Business and employment costs of gambling to employers include:
• Lost productivity on the job because of reduced performance
• Lost time and unemployment that includes sick days off for gambling, extended lunch hours, leaving early and
returning late due to gamblinhg, a firing because of gambling problems such as employee embezzlement. (Gambling
in America p135)
For every $1 collected in revenue, $3 are spent on the social problems (NO NET ECONOMIC BENEFIT).
The National Gambling Impact Study Commission reported that for every $1 collected in tax revenue from the casino, the state spends $3 to deal with the problems it creates.
In recent economic history, the taxpayers have directly and indirectly subsidized legalized gambling activities. The field research throughout the nation indicates that for every dollar the legalized gambling interests indicate is being contributed in taxes, it usually costs the taxpayers at least 3 dollars-and higher numbers have been calculated. These costs to taxpayers are reflected in: (1) infrastructure costs, (2) relatively high regulatory costs, (3) expenses to the criminal justice system, and (4) large social welfare costs. Ohio Northern University Law Review 2003 29 Ohio N.U.L. Rev. 363 Internationally, The 21st Century Is No Time for the United States to Be Gambling With the Economy: Taxpayers Subsidizing the Gambling Industry and the De Facto Elimination of All Casino Tax Revenues via the 2002 Economic Stimulus Act
Because of gambling’s negative economic and social impacts Dr. Grinols concluded “casino gambling fails a cost-benefit test by a wide margin.”

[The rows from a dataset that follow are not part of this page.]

//! Quote record and the provider capability

use async_trait::async_trait;
use serde::{Deserialize, Serialize};

use super::error::{ProviderKind, QuoteError};

/// Provider-independent quote for one symbol at fetch time.
#[derive(Debug, Clone, PartialEq, Serialize, Deserialize)]
#[serde(rename_all = "camelCase")]
pub struct Quote {
    /// Always the requested symbol, never a provider-side rename.
    pub symbol: String,
    pub price: f64,
    pub change: f64,
    pub change_percent: f64,
    /// Display name, the symbol when the provider has none.
    pub company_name: String,
    // Reserved, no provider fills these yet.
    #[serde(skip_serializing_if = "Option::is_none")]
    pub volume: Option<u64>,
    #[serde(skip_serializing_if = "Option::is_none")]
    pub market_cap: Option<f64>,
}

#[async_trait]
pub trait QuoteProvider: Send + Sync {
    fn kind(&self) -> ProviderKind;

    async fn fetch_quote(&self, symbol: &str) -> Result<Quote, QuoteError>;
}

/// Trims and upper-cases symbols, dropping blanks and repeats so a batch is an ordered set.
pub fn normalize_symbols<S: AsRef<str>>(symbols: &[S]) -> Vec<String> {
    let mut seen = Vec::with_capacity(symbols.len());
    for symbol in symbols {
        let symbol = symbol.as_ref().trim().to_uppercase();
        if !symbol.is_empty() && !seen.contains(&symbol) {
            seen.push(symbol);
        }
    }
    seen
}
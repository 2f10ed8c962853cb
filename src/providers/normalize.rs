//! Raw provider payloads and their mapping onto [`Quote`].
//!
//! Normalization is pure: no I/O, no logging beyond what the caller does with the error.

use serde::Deserialize;

use crate::core::{ProviderKind, Quote, QuoteError};

/// Finnhub `/api/v1/quote` body.
#[derive(Debug, Default, Deserialize)]
pub struct FinnhubQuote {
    /// Current price
    pub c: Option<f64>,
    /// Change
    pub d: Option<f64>,
    /// Percent change
    pub dp: Option<f64>,
    /// High price of the day
    pub h: Option<f64>,
    /// Low price of the day
    pub l: Option<f64>,
    /// Open price of the day
    pub o: Option<f64>,
    /// Previous close
    pub pc: Option<f64>,
    pub error: Option<String>,
}

/// Finnhub `/api/v1/stock/profile2` body. Unknown symbols come back as `{}`.
#[derive(Debug, Default, Deserialize)]
pub struct FinnhubProfile {
    pub name: Option<String>,
}

/// Alpha Vantage `GLOBAL_QUOTE` body.
#[derive(Debug, Default, Deserialize)]
pub struct GlobalQuoteResponse {
    #[serde(rename = "Global Quote")]
    pub global_quote: Option<GlobalQuote>,
    #[serde(rename = "Information")]
    pub information: Option<String>,
    #[serde(rename = "Note")]
    pub note: Option<String>,
    #[serde(rename = "Error Message")]
    pub error_message: Option<String>,
}

#[derive(Debug, Default, Deserialize)]
pub struct GlobalQuote {
    #[serde(rename = "01. symbol")]
    pub symbol: Option<String>,
    #[serde(rename = "05. price")]
    pub price: Option<String>,
    #[serde(rename = "09. change")]
    pub change: Option<String>,
    #[serde(rename = "10. change percent")]
    pub change_percent: Option<String>,
}

pub fn normalize_primary(
    symbol: &str,
    quote: &FinnhubQuote,
    profile: &FinnhubProfile,
) -> Result<Quote, QuoteError> {
    let provider = ProviderKind::Primary;
    // Finnhub answers unknown symbols with c = 0 rather than an error.
    let price = match quote.c {
        Some(price) if price > 0.0 && price.is_finite() => price,
        _ => return Err(QuoteError::invalid(provider, symbol, "no current price")),
    };

    let company_name = profile
        .name
        .as_deref()
        .map(str::trim)
        .filter(|name| !name.is_empty())
        .unwrap_or(symbol)
        .to_string();

    Ok(Quote {
        symbol: symbol.to_string(),
        price,
        change: quote.d.unwrap_or(0.0),
        change_percent: quote.dp.unwrap_or(0.0),
        company_name,
        volume: None,
        market_cap: None,
    })
}

pub fn normalize_secondary(
    symbol: &str,
    response: &GlobalQuoteResponse,
) -> Result<Quote, QuoteError> {
    let provider = ProviderKind::Secondary;
    let quote = response
        .global_quote
        .as_ref()
        .ok_or_else(|| QuoteError::invalid(provider, symbol, "missing Global Quote object"))?;

    let price = match non_blank(&quote.price) {
        None => return Err(QuoteError::invalid(provider, symbol, "missing price")),
        Some(raw) => match raw.parse::<f64>() {
            Ok(price) if price >= 0.0 && price.is_finite() => price,
            _ => {
                return Err(QuoteError::invalid(
                    provider,
                    symbol,
                    format!("price {raw:?} is not a valid number"),
                ));
            }
        },
    };

    let change = match non_blank(&quote.change) {
        None => 0.0,
        Some(raw) => match raw.parse::<f64>() {
            Ok(change) if change.is_finite() => change,
            _ => {
                return Err(QuoteError::invalid(
                    provider,
                    symbol,
                    format!("change {raw:?} is not a number"),
                ));
            }
        },
    };

    let change_percent = match non_blank(&quote.change_percent) {
        None => 0.0,
        Some(raw) => parse_percent(symbol, raw)?,
    };

    // GLOBAL_QUOTE carries no company name; the echoed ticker stands in for it.
    let company_name = non_blank(&quote.symbol).unwrap_or(symbol).to_string();

    Ok(Quote {
        symbol: symbol.to_string(),
        price,
        change,
        change_percent,
        company_name,
        volume: None,
        market_cap: None,
    })
}

/// Parses `"1.23%"` into `1.23`. `NaN` and infinities are rejected.
fn parse_percent(symbol: &str, raw: &str) -> Result<f64, QuoteError> {
    let number = raw.strip_suffix('%').unwrap_or(raw).trim();
    let value = number
        .parse::<f64>()
        .map_err(|source| QuoteError::NumericParse {
            symbol: symbol.to_string(),
            value: raw.to_string(),
            source,
        })?;
    if !value.is_finite() {
        return Err(QuoteError::invalid(
            ProviderKind::Secondary,
            symbol,
            format!("change percent {raw:?} is not a finite number"),
        ));
    }
    Ok(value)
}

fn non_blank(value: &Option<String>) -> Option<&str> {
    value.as_deref().map(str::trim).filter(|v| !v.is_empty())
}

#[cfg(test)]
mod tests {
    use super::*;

    fn global_quote(json: &str) -> GlobalQuoteResponse {
        serde_json::from_str(json).unwrap()
    }

    #[test]
    fn test_primary_payload_maps_to_quote() {
        let quote: FinnhubQuote = serde_json::from_str(r#"{"c":150.25,"d":1.5,"dp":1.01}"#).unwrap();
        let profile: FinnhubProfile = serde_json::from_str(r#"{"name":"Apple Inc."}"#).unwrap();

        let result = normalize_primary("AAPL", &quote, &profile).unwrap();
        assert_eq!(
            result,
            Quote {
                symbol: "AAPL".to_string(),
                price: 150.25,
                change: 1.5,
                change_percent: 1.01,
                company_name: "Apple Inc.".to_string(),
                volume: None,
                market_cap: None,
            }
        );
    }

    #[test]
    fn test_primary_defaults_change_and_name() {
        let quote: FinnhubQuote =
            serde_json::from_str(r#"{"c":12.0,"d":null,"dp":null,"pc":12.0}"#).unwrap();
        let profile: FinnhubProfile = serde_json::from_str("{}").unwrap();

        let result = normalize_primary("XYZ", &quote, &profile).unwrap();
        assert_eq!(result.change, 0.0);
        assert_eq!(result.change_percent, 0.0);
        assert_eq!(result.company_name, "XYZ");
    }

    #[test]
    fn test_primary_zero_or_missing_price_is_invalid() {
        let profile = FinnhubProfile::default();
        for body in [r#"{"c":0,"d":null,"dp":null}"#, r#"{"d":1.0}"#] {
            let quote: FinnhubQuote = serde_json::from_str(body).unwrap();
            let err = normalize_primary("NOPE", &quote, &profile).unwrap_err();
            assert!(
                matches!(err, QuoteError::InvalidResponse { ref symbol, .. } if symbol == "NOPE"),
                "unexpected error: {err:?}"
            );
        }
    }

    #[test]
    fn test_secondary_strips_percent_suffix() {
        let response = global_quote(
            r#"{"Global Quote": {
                "01. symbol": "IBM",
                "05. price": "172.5000",
                "09. change": "-2.1000",
                "10. change percent": "1.23%"
            }}"#,
        );
        let result = normalize_secondary("IBM", &response).unwrap();
        assert_eq!(result.symbol, "IBM");
        assert_eq!(result.price, 172.5);
        assert_eq!(result.change, -2.1);
        assert_eq!(result.change_percent, 1.23);
        assert_eq!(result.company_name, "IBM");
    }

    #[test]
    fn test_secondary_keeps_requested_symbol() {
        let response = global_quote(
            r#"{"Global Quote": {"01. symbol": "BRK-B", "05. price": "400.00"}}"#,
        );
        let result = normalize_secondary("BRK.B", &response).unwrap();
        assert_eq!(result.symbol, "BRK.B");
        assert_eq!(result.company_name, "BRK-B");
        assert_eq!(result.change, 0.0);
        assert_eq!(result.change_percent, 0.0);
    }

    #[test]
    fn test_secondary_missing_price_is_invalid() {
        for body in [r#"{"Global Quote": {}}"#, r#"{}"#, r#"{"Global Quote": {"05. price": ""}}"#] {
            let err = normalize_secondary("IBM", &global_quote(body)).unwrap_err();
            assert!(matches!(err, QuoteError::InvalidResponse { .. }), "{body}: {err:?}");
        }
    }

    #[test]
    fn test_secondary_bad_percent_fails_the_quote() {
        let response = global_quote(
            r#"{"Global Quote": {"05. price": "10.0", "10. change percent": "n/a%"}}"#,
        );
        let err = normalize_secondary("IBM", &response).unwrap_err();
        match err {
            QuoteError::NumericParse { symbol, value, .. } => {
                assert_eq!(symbol, "IBM");
                assert_eq!(value, "n/a%");
            }
            other => panic!("expected NumericParse, got {other:?}"),
        }

        for (change, percent) in [("inf", "1.0%"), ("0.5", "NaN%"), ("0.5", "-infinity%")] {
            let body = format!(
                r#"{{"Global Quote": {{"05. price": "10.0", "09. change": "{change}", "10. change percent": "{percent}"}}}}"#
            );
            let err = normalize_secondary("IBM", &global_quote(&body)).unwrap_err();
            assert!(
                matches!(err, QuoteError::InvalidResponse { ref symbol, .. } if symbol == "IBM"),
                "{change} / {percent}: {err:?}"
            );
        }
    }

    #[test]
    fn test_secondary_name_falls_back_to_requested_symbol() {
        let response = global_quote(r#"{"Global Quote": {"01. symbol": " ", "05. price": "5.0"}}"#);
        let result = normalize_secondary("IBM", &response).unwrap();
        assert_eq!(result.company_name, "IBM");
    }
}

Dr. Earl Grinols of Baylor University and David Mustard of the University of Georgia in their study “Business Profitability vs. Social Profitability,” outlined gambling’s impact on local economies. Updating for 2006 numbers, $1.5 billion was gambled away in Missouri casinos. The state collected $314 million for taxes, however, with $814 million in social cost, there was a potential net loss of $500 million dollars.
Pathological and problem gamblers cost are equal to an additional recession in the economy every 4 years.– Earl Grinols, Professor of Economics at the University of Illinois, Gambling in America: Cost and Benefits, Cambridge University Press 2004 pg 177
Casinos put money some into the community during the initial construction, through taxes and payroll, all of which are investments or costs necessary to steadily drain money out of the community.
Casinos may use some local contractors and vendors, but will frequently use out-of-town companies instead.
As Dr. Earl Grinols, currently professor of Economics at Baylor University explains in his book Gambling in America: Cost and Benefits in 2004, “‘these (casino) companies do not take their profits and throw them back into the local economy.’” Statistics range from 35% to 87% of the profits are sent out of states in the form of vendor contracts, capital investment dividends and parent company profit sharing. This money does not get reinvested into the community, which is the foundation of economic development.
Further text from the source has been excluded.